RECORDS PROVIDED ▸
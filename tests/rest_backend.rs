use alugux::config::RemoteConfig;
use alugux::errors::AppError;
use alugux::remote::{AuthService, DataService, Filter, Query, RestBackend, Table};
use alugux::session::Credentials;
use serde_json::json;
use uuid::Uuid;
use wiremock::matchers::{body_json, header, method, path, query_param};
use wiremock::{Mock, MockServer, ResponseTemplate};

const ANON_KEY: &str = "anon-key";

async fn backend(server: &MockServer) -> RestBackend {
    let config = RemoteConfig {
        url: server.uri(),
        anon_key: ANON_KEY.to_string(),
        timeout_secs: 5,
    };
    RestBackend::new(&config).unwrap()
}

async fn sign_in(server: &MockServer, backend: &RestBackend, user: Uuid) {
    Mock::given(method("POST"))
        .and(path("/auth/v1/token"))
        .and(query_param("grant_type", "password"))
        .and(header("apikey", ANON_KEY))
        .and(body_json(json!({ "email": "ana@alugux.app", "password": "segredo1" })))
        .respond_with(ResponseTemplate::new(200).set_body_json(json!({
            "access_token": "user-token",
            "token_type": "bearer",
            "refresh_token": "refresh",
            "user": { "id": user, "email": "ana@alugux.app" },
        })))
        .expect(1)
        .mount(server)
        .await;

    let session = backend
        .sign_in(&Credentials::new("ana@alugux.app", "segredo1"))
        .await
        .unwrap();
    assert_eq!(session.user_id(), user);
}

#[tokio::test]
async fn test_select_sends_postgrest_params_with_anon_token() {
    let server = MockServer::start().await;
    let owner = Uuid::new_v4();

    Mock::given(method("GET"))
        .and(path("/rest/v1/properties"))
        .and(query_param("select", "id,title"))
        .and(query_param("owner_id", format!("eq.{owner}")))
        .and(query_param("status", "eq.Disponível"))
        .and(query_param("order", "title.asc"))
        .and(header("apikey", ANON_KEY))
        .and(header("authorization", "Bearer anon-key"))
        .respond_with(ResponseTemplate::new(200).set_body_json(json!([
            { "id": Uuid::new_v4(), "title": "Loft" }
        ])))
        .expect(1)
        .mount(&server)
        .await;

    let rows = backend(&server)
        .await
        .select(
            &Query::from(Table::Properties)
                .select(&["id", "title"])
                .eq("owner_id", owner)
                .eq("status", "Disponível")
                .order_by("title", true),
        )
        .await
        .unwrap();
    assert_eq!(rows.len(), 1);
    assert_eq!(rows[0]["title"], "Loft");
}

#[tokio::test]
async fn test_requests_carry_session_token_after_sign_in() {
    let server = MockServer::start().await;
    let backend = backend(&server).await;
    let user = Uuid::new_v4();
    sign_in(&server, &backend, user).await;

    Mock::given(method("GET"))
        .and(path("/rest/v1/rentals"))
        .and(query_param("select", "*,properties(title)"))
        .and(header("apikey", ANON_KEY))
        .and(header("authorization", "Bearer user-token"))
        .respond_with(ResponseTemplate::new(200).set_body_json(json!([])))
        .expect(1)
        .mount(&server)
        .await;

    let rows = backend
        .select(&Query::from(Table::Rentals).embed(Table::Properties, "property_id", &["title"]))
        .await
        .unwrap();
    assert!(rows.is_empty());
    assert_eq!(backend.current_session().await.unwrap().user_id(), user);
}

#[tokio::test]
async fn test_count_reads_content_range_from_head() {
    let server = MockServer::start().await;

    Mock::given(method("HEAD"))
        .and(path("/rest/v1/rentals"))
        .and(query_param("select", "id"))
        .and(query_param("status", "eq.Ativo"))
        .and(query_param("start_date", "lte.2024-02-29"))
        .and(header("prefer", "count=exact"))
        .respond_with(ResponseTemplate::new(200).insert_header("content-range", "0-1/2"))
        .expect(1)
        .mount(&server)
        .await;

    let count = backend(&server)
        .await
        .count(
            &Query::from(Table::Rentals)
                .eq("status", "Ativo")
                .lte("start_date", "2024-02-29"),
        )
        .await
        .unwrap();
    assert_eq!(count, 2);
}

#[tokio::test]
async fn test_insert_asks_for_the_stored_row() {
    let server = MockServer::start().await;
    let row = json!({ "title": "Loft", "address": "Rua A, 1", "price": "1000" });

    Mock::given(method("POST"))
        .and(path("/rest/v1/properties"))
        .and(header("prefer", "return=representation"))
        .and(body_json(row.clone()))
        .respond_with(ResponseTemplate::new(201).set_body_json(json!([
            { "id": "9b2f7d4e-1c1a-4c55-9d8e-6f1f0c1d2e3f", "title": "Loft" }
        ])))
        .expect(1)
        .mount(&server)
        .await;

    let stored = backend(&server).await.insert(Table::Properties, row).await.unwrap();
    assert_eq!(stored["id"], "9b2f7d4e-1c1a-4c55-9d8e-6f1f0c1d2e3f");
}

#[tokio::test]
async fn test_insert_without_returned_row_is_an_error() {
    let server = MockServer::start().await;
    Mock::given(method("POST"))
        .and(path("/rest/v1/rentals"))
        .respond_with(ResponseTemplate::new(201).set_body_json(json!([])))
        .mount(&server)
        .await;

    let err = backend(&server)
        .await
        .insert(Table::Rentals, json!({ "tenant_name": "Ana" }))
        .await
        .unwrap_err();
    assert!(matches!(err, AppError::Remote { status: 500, .. }));
}

#[tokio::test]
async fn test_update_filters_by_query_params() {
    let server = MockServer::start().await;
    let id = Uuid::new_v4();

    Mock::given(method("PATCH"))
        .and(path("/rest/v1/properties"))
        .and(query_param("id", format!("eq.{id}")))
        .and(header("prefer", "return=representation"))
        .and(body_json(json!({ "status": "Alugado" })))
        .respond_with(ResponseTemplate::new(200).set_body_json(json!([
            { "id": id, "status": "Alugado" }
        ])))
        .expect(1)
        .mount(&server)
        .await;

    let rows = backend(&server)
        .await
        .update(Table::Properties, &[Filter::eq("id", id)], json!({ "status": "Alugado" }))
        .await
        .unwrap();
    assert_eq!(rows[0]["status"], "Alugado");
}

#[tokio::test]
async fn test_error_status_maps_to_remote_error() {
    let server = MockServer::start().await;
    Mock::given(method("POST"))
        .and(path("/rest/v1/rentals"))
        .respond_with(ResponseTemplate::new(409).set_body_json(json!({
            "code": "23503",
            "message": "insert or update on table \"rentals\" violates foreign key constraint",
        })))
        .mount(&server)
        .await;

    let err = backend(&server)
        .await
        .insert(Table::Rentals, json!({ "property_id": Uuid::new_v4() }))
        .await
        .unwrap_err();
    match err {
        AppError::Remote { status, message } => {
            assert_eq!(status, 409);
            assert!(message.contains("foreign key"));
        }
        other => panic!("unexpected error: {other}"),
    }
}

#[tokio::test]
async fn test_rejected_sign_in_keeps_no_session() {
    let server = MockServer::start().await;
    Mock::given(method("POST"))
        .and(path("/auth/v1/token"))
        .respond_with(ResponseTemplate::new(400).set_body_json(json!({
            "error": "invalid_grant",
            "error_description": "Invalid login credentials",
        })))
        .mount(&server)
        .await;

    let backend = backend(&server).await;
    let err = backend
        .sign_in(&Credentials::new("ana@alugux.app", "errada"))
        .await
        .unwrap_err();
    assert_eq!(err.user_message(), "Invalid login credentials");
    assert!(backend.current_session().await.is_none());
}

#[tokio::test]
async fn test_sign_out_posts_logout_and_forgets_session() {
    let server = MockServer::start().await;
    let backend = backend(&server).await;
    sign_in(&server, &backend, Uuid::new_v4()).await;

    Mock::given(method("POST"))
        .and(path("/auth/v1/logout"))
        .and(header("authorization", "Bearer user-token"))
        .respond_with(ResponseTemplate::new(204))
        .expect(1)
        .mount(&server)
        .await;

    backend.sign_out().await.unwrap();
    assert!(backend.current_session().await.is_none());
    assert!(matches!(
        backend.update_password("novasenha").await,
        Err(AppError::SessionMissing)
    ));
}

#[tokio::test]
async fn test_password_reset_sends_redirect() {
    let server = MockServer::start().await;
    Mock::given(method("POST"))
        .and(path("/auth/v1/recover"))
        .and(query_param("redirect_to", "https://alugux.app/auth?reset=true"))
        .and(body_json(json!({ "email": "ana@alugux.app" })))
        .respond_with(ResponseTemplate::new(200).set_body_json(json!({})))
        .expect(1)
        .mount(&server)
        .await;

    backend(&server)
        .await
        .reset_password_email("ana@alugux.app", "https://alugux.app/auth?reset=true")
        .await
        .unwrap();
}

EXERCISE PROMPT ▸
Whenever the word "Disponível" shows up in a line above, copy that line.

RESULT OF THE EXERCISE ▸
        .and(query_param("status", "eq.Disponível"))
                .eq("status", "Disponível")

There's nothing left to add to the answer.